M. le duc de Broglie voulait encore qu'on n'évacuât pas Ancône avant que les Russes et les Autrichiens n'eussent évacué Cracovie et Francfort. Eh quoi! le cabinet du Vatican est-il pour quelque chose dans les malheurs de la Pologne; les troupes pontificales ont-elles donc contribué à la violation du territoire de la république cracouse?
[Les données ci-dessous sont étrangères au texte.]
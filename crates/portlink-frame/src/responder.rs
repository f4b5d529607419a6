use std::io::{ErrorKind, Read, Write};

use tracing::debug;

use crate::error::{FrameError, Result};
use crate::ports::PortApplier;
use crate::receiver::{FrameReceiver, Ingest, ReceiverStats};

const READ_CHUNK_SIZE: usize = 64;

/// Device side of a link: feeds received bytes to a [`FrameReceiver`] and
/// writes each echo back before the next byte is ingested.
pub struct LinkResponder<T, A> {
    inner: T,
    receiver: FrameReceiver<A>,
}

impl<T: Read + Write, A: PortApplier> LinkResponder<T, A> {
    pub fn new(inner: T, applier: A) -> Self {
        Self {
            inner,
            receiver: FrameReceiver::new(applier),
        }
    }

    /// Read once from the link and process whatever arrived.
    ///
    /// `observe` sees every [`Ingest`], after its echo (if the host is still
    /// there) has been flushed.
    /// Returns the number of bytes processed. EOF, a reset connection or a
    /// host that vanished while echoes were going out is reported as
    /// [`FrameError::ConnectionClosed`]; a read timeout surfaces as
    /// [`FrameError::Io`] with `WouldBlock` or `TimedOut`.
    pub fn poll<F>(&mut self, observe: F) -> Result<usize>
    where
        F: FnMut(&Ingest),
    {
        let mut chunk = [0u8; READ_CHUNK_SIZE];
        let read = loop {
            match self.inner.read(&mut chunk) {
                Ok(n) => break n,
                Err(err) if err.kind() == ErrorKind::Interrupted => continue,
                Err(err) if err.kind() == ErrorKind::ConnectionReset => {
                    return Err(FrameError::ConnectionClosed)
                }
                Err(err) => return Err(FrameError::Io(err)),
            }
        };

        if read == 0 {
            return Err(FrameError::ConnectionClosed);
        }

        self.process(&chunk[..read], observe)?;
        Ok(read)
    }

    /// Process bytes that were already read from the link.
    ///
    /// Every byte is ingested even if the host goes away part way through:
    /// echoes stop, the rest of the chunk still reaches the receiver, and
    /// the call then returns [`FrameError::ConnectionClosed`].
    pub fn process<F>(&mut self, bytes: &[u8], mut observe: F) -> Result<()>
    where
        F: FnMut(&Ingest),
    {
        let mut host_gone = false;
        for &byte in bytes {
            let ingest = self.receiver.ingest(byte);
            if let (Some(echo), false) = (ingest.echo, host_gone) {
                match self.send_echo(echo) {
                    Ok(()) => {}
                    Err(FrameError::ConnectionClosed) => {
                        debug!("host closed the link, finishing chunk without echoes");
                        host_gone = true;
                    }
                    Err(err) => return Err(err),
                }
            }
            observe(&ingest);
        }

        if host_gone {
            Err(FrameError::ConnectionClosed)
        } else {
            Ok(())
        }
    }

    /// Serve until the host closes the link.
    pub fn run(&mut self) -> Result<ReceiverStats> {
        loop {
            match self.poll(|_| {}) {
                Ok(_) => {}
                Err(FrameError::ConnectionClosed) => return Ok(self.receiver.stats()),
                Err(err) => return Err(err),
            }
        }
    }

    fn send_echo(&mut self, echo: u8) -> Result<()> {
        if let Err(err) = self.inner.write_all(&[echo]) {
            return Err(write_error(err));
        }
        loop {
            match self.inner.flush() {
                Ok(()) => return Ok(()),
                Err(err) if err.kind() == ErrorKind::Interrupted => continue,
                Err(err) => return Err(write_error(err)),
            }
        }
    }

    pub fn receiver(&self) -> &FrameReceiver<A> {
        &self.receiver
    }

    pub fn receiver_mut(&mut self) -> &mut FrameReceiver<A> {
        &mut self.receiver
    }

    /// Borrow the underlying link.
    pub fn get_ref(&self) -> &T {
        &self.inner
    }

    /// Mutably borrow the underlying link.
    pub fn get_mut(&mut self) -> &mut T {
        &mut self.inner
    }

    /// Give back the link and the applier.
    pub fn into_parts(self) -> (T, A) {
        (self.inner, self.receiver.into_applier())
    }
}

fn write_error(err: std::io::Error) -> FrameError {
    match err.kind() {
        ErrorKind::BrokenPipe | ErrorKind::ConnectionReset | ErrorKind::WriteZero => {
            FrameError::ConnectionClosed
        }
        _ => FrameError::Io(err),
    }
}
C'est au saint-siège qui a tant souffert dans ses intérêts comme centre de l'église catholique romaine; c'est au saint-père, qui a tant pâti dans son coeurcœur de chrétien du système suivi par la Russie à l'égard de la Pologne, que M. le duc de Broglie voudrait que nous nous en prissions de l'anéantissement de la nationalité polonaise? Nous ferions payer au gouvernement pontifical l'occupation de Varsovie et de Francfort, à un gouvernement de qui la monarchie de juillet n'a qu'à se louer, qui s'est efforcé de modérer l'hostilité de quelques membres du clergé français contre les institutions de 1830, et qui, récemment encore, a consacré de toute son autorité sacerdotale l'occupation de l'Algérie par nos soldats, en donnant un évêque à nos possessions d'Afrique? Sont-ce bien là les principes du droit et de la justice, et M. Molé, qui s'est éloquemment opposé à ces vues, n'a-t-il pas défendu les règles de la politique la plus saine et la plus haute, en même temps que le texte des traités?
 
Un passage du discours de M. le duc de Broglie a fixé particulièrement notre attention. Le noble pair a dit que la prise d'Ancône n'a pas été un fait isolé, que ce fait se rattache à un plan de conduite tout entier, à un ensemble politique qui dure depuis six années, et, sans doute, auquel ont contribué successivement les ministères du 13 mars, du 11 octobre et peut-être du 22 février. Or la coalition a dit et répète chaque jour que la politique du 13 mars est le système particulier, personnel du roi, que cette pensée a dominé impérieusement tous les cabinets, que la présidence réelle et toutes les réalités que poursuit la coalition, ne pourront être atteintes que lorsque cette politique toute personnelle et tyrannique aura cédé devant la politique des ministres. Et voilà que vous attaquez le ministère pour avoir dévié de ce plan et de ce système! Bon ou mauvais, c'est donc son propre avis qu'il a suivi. Que deviennent alors toutes vos précédentes attaques? C'est justement pour rompre ce long système uniforme, pour faire cesser cette soumission dont vous avouez vous être rendu vous-mêmes coupables, que vous avez cimenté une coalition. N'est-ce pas là ce que M. Duvergier de Hauranne a écrit sous toutes les formes, ce que M. Guizot a écrit, ce que M. de Rémusat a écrit; ce que disent tout haut, dans les bureaux, tous les membres de la coalition? Et aujourd'hui le plus grave des orateurs de l'opposition vient nous dire que le ministère a eu une mauvaise ''inspiration'', qu'il fait des fautes, et des fautes capitales, de son propre chef, qu'il s'écarte du système du 13 mars et du 11 octobre, en un mot, qu'il obéit à sa conviction et à sa volonté.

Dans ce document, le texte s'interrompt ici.